In the records that follow, find the line with "assert_eq!(cve.base_score(), 9.8);"; from there, retype every line exactly through the line with "assert_eq!(cve.base_score(), 6.1);", which also belongs to the answer.

Top of Task data

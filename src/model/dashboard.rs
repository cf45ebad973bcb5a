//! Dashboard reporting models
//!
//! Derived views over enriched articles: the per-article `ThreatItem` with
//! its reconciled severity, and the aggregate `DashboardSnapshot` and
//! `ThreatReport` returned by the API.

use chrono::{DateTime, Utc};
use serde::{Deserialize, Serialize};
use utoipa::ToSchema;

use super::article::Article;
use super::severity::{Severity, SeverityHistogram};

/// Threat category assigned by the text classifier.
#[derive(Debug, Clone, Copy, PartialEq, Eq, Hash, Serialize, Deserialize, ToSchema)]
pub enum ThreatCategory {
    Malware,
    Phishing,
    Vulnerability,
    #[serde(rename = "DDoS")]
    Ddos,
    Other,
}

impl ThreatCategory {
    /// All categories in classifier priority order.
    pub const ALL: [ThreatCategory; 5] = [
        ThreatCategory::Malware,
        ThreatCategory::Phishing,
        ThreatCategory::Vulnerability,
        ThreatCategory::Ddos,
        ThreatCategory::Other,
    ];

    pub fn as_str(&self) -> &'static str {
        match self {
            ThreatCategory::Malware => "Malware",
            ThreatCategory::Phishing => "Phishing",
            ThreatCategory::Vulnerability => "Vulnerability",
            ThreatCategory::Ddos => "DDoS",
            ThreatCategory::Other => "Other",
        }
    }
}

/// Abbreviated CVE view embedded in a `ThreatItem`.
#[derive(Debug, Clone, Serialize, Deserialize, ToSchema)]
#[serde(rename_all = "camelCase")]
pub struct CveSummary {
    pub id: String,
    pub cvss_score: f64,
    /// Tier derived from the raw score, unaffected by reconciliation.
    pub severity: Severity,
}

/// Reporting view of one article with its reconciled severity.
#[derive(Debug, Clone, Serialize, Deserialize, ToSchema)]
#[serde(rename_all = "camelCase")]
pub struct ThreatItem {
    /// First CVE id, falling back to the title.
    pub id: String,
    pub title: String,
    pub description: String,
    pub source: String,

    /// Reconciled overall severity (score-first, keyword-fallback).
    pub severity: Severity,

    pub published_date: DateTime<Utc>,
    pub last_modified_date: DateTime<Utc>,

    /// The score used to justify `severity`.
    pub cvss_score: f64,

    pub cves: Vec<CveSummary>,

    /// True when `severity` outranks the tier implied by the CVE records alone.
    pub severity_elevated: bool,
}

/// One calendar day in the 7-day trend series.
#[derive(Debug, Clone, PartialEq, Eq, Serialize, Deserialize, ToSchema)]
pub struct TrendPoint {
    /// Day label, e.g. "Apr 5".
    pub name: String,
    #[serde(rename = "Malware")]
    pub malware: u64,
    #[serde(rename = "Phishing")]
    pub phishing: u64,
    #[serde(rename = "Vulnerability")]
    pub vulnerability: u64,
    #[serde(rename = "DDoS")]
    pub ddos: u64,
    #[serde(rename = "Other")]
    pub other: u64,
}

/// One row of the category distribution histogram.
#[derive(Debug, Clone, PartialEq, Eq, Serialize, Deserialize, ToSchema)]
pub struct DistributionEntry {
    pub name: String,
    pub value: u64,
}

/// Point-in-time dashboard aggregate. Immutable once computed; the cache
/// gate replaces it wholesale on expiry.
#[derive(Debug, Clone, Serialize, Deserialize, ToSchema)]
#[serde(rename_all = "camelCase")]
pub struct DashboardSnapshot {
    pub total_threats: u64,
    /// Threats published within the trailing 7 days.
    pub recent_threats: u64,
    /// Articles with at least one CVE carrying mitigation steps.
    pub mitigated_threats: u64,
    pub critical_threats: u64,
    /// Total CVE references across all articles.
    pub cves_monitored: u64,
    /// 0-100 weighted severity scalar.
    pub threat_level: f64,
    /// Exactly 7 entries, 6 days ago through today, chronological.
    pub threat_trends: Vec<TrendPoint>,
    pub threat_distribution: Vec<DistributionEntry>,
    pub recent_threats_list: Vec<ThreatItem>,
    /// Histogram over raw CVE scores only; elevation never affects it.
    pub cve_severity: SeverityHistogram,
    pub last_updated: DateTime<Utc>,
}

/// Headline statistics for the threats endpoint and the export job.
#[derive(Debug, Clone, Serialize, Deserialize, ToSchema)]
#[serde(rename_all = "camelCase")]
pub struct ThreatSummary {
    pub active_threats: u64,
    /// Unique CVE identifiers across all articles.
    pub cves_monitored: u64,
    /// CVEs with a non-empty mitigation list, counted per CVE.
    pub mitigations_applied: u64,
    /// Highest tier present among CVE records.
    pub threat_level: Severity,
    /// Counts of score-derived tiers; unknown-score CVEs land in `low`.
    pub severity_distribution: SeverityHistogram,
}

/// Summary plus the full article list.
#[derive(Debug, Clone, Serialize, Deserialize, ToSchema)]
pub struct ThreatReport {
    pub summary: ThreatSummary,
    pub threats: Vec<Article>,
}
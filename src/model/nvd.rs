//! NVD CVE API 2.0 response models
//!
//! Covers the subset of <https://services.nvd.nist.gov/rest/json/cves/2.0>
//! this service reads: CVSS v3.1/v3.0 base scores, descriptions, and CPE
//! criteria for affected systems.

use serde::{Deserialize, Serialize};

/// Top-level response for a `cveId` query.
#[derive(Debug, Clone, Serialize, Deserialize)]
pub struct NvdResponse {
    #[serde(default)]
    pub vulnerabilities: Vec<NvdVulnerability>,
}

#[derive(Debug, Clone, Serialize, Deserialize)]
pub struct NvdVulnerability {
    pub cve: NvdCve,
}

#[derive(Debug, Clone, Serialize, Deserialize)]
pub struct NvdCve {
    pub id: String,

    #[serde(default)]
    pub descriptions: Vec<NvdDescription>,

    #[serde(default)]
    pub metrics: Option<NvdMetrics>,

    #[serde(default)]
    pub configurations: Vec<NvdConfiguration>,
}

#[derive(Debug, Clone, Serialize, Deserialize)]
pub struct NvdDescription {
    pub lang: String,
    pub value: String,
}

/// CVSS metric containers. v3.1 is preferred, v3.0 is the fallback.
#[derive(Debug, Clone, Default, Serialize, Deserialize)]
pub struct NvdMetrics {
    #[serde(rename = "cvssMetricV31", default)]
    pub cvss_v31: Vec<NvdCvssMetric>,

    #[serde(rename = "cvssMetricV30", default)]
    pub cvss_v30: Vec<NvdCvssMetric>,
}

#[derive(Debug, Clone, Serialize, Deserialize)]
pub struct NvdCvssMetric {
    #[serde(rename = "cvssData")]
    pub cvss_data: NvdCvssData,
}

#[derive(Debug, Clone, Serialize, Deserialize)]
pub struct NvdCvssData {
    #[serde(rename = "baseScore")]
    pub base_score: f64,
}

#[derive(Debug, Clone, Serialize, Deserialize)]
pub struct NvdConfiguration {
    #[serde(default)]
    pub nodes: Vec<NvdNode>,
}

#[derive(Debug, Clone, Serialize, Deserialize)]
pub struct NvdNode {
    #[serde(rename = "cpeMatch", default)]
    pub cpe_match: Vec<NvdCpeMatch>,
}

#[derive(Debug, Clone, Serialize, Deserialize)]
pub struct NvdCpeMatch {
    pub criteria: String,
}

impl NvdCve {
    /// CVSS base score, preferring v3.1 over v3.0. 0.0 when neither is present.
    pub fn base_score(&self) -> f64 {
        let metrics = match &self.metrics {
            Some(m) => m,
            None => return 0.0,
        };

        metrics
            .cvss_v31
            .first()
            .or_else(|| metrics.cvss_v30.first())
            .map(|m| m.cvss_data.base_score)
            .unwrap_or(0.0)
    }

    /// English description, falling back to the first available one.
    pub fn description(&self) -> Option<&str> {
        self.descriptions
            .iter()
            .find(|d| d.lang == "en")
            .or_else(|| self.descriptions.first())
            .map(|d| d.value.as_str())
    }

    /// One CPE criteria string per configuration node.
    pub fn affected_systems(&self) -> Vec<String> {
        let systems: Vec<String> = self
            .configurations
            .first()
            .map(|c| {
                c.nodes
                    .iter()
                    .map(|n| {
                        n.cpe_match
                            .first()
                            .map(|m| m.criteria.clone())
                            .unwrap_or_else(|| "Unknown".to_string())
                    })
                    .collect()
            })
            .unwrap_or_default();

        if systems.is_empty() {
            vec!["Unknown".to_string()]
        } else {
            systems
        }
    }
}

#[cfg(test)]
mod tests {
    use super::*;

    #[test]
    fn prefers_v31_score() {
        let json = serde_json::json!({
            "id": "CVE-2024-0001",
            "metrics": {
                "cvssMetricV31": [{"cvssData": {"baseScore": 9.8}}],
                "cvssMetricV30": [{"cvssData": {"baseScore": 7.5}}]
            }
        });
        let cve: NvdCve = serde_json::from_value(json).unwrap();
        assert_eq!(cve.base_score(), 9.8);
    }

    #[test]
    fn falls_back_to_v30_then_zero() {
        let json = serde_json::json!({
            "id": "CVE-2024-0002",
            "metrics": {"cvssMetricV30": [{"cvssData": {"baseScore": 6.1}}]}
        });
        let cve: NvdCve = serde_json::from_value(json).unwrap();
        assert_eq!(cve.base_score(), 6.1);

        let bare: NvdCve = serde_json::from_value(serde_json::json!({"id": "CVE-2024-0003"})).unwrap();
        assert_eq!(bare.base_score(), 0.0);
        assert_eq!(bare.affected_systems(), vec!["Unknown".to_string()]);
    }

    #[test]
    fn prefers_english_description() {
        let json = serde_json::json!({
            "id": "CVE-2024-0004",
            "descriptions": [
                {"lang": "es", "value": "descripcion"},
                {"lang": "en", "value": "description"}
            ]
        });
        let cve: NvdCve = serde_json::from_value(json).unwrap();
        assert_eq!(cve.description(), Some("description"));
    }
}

Bottom of Task data

Response box:
        assert_eq!(cve.base_score(), 9.8);
    }

    #[test]
    fn falls_back_to_v30_then_zero() {
        let json = serde_json::json!({
            "id": "CVE-2024-0002",
            "metrics": {"cvssMetricV30": [{"cvssData": {"baseScore": 6.1}}]}
        });
        let cve: NvdCve = serde_json::from_value(json).unwrap();
        assert_eq!(cve.base_score(), 6.1);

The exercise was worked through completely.